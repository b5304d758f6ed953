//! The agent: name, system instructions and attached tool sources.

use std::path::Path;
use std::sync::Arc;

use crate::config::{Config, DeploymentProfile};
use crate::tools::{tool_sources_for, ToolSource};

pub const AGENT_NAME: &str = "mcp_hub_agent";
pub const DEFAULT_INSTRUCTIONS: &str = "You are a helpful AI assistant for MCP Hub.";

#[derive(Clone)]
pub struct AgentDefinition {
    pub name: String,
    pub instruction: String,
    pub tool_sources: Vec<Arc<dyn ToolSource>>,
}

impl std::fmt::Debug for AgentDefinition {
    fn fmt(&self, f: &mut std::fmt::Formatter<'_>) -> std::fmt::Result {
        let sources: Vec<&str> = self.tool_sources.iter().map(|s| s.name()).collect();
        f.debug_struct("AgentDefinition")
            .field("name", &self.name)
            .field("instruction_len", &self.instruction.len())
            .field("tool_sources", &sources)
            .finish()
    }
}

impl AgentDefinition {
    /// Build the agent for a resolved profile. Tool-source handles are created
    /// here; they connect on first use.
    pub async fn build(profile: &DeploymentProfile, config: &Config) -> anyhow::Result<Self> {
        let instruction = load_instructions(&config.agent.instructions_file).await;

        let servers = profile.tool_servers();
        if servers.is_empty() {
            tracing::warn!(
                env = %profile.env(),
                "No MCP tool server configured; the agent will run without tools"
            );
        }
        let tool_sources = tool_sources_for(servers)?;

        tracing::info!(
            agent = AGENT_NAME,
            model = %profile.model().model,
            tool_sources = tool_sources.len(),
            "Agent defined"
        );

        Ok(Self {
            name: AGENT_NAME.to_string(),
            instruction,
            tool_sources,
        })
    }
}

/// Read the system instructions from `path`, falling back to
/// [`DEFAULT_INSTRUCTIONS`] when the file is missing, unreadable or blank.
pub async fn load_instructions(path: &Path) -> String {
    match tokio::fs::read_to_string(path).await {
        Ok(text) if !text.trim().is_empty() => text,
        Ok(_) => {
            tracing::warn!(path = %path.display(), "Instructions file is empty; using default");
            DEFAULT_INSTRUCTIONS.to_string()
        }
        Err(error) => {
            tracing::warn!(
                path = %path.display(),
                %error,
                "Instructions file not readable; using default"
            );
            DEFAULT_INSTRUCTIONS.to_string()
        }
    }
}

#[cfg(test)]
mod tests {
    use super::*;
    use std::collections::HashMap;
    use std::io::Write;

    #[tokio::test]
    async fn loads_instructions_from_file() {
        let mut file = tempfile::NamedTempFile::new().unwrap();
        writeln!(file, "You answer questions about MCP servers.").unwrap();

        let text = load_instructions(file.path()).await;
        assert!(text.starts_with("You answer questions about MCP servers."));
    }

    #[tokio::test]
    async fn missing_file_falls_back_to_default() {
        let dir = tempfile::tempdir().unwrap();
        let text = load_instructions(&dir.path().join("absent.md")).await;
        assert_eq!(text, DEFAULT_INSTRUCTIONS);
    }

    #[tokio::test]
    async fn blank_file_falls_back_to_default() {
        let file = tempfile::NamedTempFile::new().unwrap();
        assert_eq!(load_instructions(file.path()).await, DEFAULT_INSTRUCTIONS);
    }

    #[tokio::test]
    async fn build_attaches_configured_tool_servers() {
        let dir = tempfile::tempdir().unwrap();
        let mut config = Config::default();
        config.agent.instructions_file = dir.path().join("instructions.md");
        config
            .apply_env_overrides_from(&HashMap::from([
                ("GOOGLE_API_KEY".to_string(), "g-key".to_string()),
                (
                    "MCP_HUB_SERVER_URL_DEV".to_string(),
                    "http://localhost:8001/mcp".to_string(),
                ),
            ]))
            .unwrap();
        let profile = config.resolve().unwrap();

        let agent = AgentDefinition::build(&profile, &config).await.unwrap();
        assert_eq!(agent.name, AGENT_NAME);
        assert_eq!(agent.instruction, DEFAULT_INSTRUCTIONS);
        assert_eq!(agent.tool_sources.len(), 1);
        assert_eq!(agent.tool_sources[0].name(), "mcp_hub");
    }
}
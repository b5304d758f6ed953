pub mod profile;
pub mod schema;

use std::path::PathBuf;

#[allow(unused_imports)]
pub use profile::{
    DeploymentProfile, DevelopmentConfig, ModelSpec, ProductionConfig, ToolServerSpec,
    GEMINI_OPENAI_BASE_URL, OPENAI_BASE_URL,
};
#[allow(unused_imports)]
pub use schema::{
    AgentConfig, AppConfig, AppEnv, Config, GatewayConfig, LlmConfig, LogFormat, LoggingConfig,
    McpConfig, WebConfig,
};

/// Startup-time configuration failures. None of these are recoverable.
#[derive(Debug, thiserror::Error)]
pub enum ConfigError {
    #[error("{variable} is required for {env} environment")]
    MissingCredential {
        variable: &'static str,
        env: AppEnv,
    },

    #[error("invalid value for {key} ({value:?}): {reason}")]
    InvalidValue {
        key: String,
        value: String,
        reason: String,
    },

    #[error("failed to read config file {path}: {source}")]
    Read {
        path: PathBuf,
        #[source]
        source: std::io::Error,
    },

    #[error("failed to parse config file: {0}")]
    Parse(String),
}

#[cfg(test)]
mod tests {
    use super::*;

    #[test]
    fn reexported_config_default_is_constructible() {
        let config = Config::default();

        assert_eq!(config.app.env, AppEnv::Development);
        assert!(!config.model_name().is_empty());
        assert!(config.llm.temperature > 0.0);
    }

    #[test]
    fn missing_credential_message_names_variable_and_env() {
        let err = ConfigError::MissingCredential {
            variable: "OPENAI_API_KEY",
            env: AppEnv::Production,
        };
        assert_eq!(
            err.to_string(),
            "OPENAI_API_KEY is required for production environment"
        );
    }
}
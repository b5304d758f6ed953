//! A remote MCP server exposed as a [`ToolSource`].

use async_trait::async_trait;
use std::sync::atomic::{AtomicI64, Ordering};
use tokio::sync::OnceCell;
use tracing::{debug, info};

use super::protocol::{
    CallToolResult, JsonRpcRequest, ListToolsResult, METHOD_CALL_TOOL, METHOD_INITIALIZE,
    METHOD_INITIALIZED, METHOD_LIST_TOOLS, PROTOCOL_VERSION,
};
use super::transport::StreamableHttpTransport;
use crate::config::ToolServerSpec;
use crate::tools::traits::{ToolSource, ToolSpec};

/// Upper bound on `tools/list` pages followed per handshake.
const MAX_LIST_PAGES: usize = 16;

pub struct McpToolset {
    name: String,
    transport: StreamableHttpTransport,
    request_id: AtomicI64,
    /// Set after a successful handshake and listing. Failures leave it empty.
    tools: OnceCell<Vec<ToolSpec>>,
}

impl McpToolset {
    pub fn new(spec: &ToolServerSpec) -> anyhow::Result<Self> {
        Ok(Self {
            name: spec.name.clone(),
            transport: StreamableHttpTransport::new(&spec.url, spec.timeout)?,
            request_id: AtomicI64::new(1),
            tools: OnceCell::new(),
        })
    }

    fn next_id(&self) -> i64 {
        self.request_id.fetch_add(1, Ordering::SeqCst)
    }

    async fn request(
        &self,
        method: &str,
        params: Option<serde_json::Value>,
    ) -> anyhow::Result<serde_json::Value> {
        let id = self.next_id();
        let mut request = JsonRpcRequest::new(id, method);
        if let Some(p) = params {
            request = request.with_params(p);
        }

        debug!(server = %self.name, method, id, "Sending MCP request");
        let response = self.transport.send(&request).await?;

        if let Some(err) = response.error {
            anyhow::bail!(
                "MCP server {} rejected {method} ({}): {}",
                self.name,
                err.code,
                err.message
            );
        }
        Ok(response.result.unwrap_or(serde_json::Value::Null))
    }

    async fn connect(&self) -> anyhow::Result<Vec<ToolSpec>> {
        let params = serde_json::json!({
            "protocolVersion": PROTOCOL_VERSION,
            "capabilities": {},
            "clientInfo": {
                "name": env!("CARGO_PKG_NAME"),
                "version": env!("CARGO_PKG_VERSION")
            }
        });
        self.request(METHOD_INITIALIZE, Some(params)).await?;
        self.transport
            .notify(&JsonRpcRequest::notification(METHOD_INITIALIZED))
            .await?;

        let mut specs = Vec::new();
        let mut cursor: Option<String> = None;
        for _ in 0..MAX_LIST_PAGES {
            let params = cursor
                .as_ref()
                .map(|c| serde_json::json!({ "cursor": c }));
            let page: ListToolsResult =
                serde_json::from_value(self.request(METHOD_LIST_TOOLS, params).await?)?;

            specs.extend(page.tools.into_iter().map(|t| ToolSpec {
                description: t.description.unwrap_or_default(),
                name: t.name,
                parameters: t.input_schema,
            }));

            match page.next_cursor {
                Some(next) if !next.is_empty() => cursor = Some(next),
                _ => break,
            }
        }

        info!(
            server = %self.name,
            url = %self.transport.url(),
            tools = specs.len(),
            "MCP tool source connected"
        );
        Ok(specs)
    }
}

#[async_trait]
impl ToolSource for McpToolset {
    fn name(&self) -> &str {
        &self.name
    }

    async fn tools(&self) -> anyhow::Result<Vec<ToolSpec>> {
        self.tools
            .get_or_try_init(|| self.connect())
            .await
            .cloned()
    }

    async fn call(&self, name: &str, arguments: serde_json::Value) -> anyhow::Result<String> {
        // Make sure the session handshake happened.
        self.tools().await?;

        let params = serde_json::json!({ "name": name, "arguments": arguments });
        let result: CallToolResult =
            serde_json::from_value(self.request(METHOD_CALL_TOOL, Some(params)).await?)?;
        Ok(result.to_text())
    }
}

··········

Problem requirements:
Across the entries above, work out how many lines hold "ListToolsResult". The answer is that number alone.

Task result:
2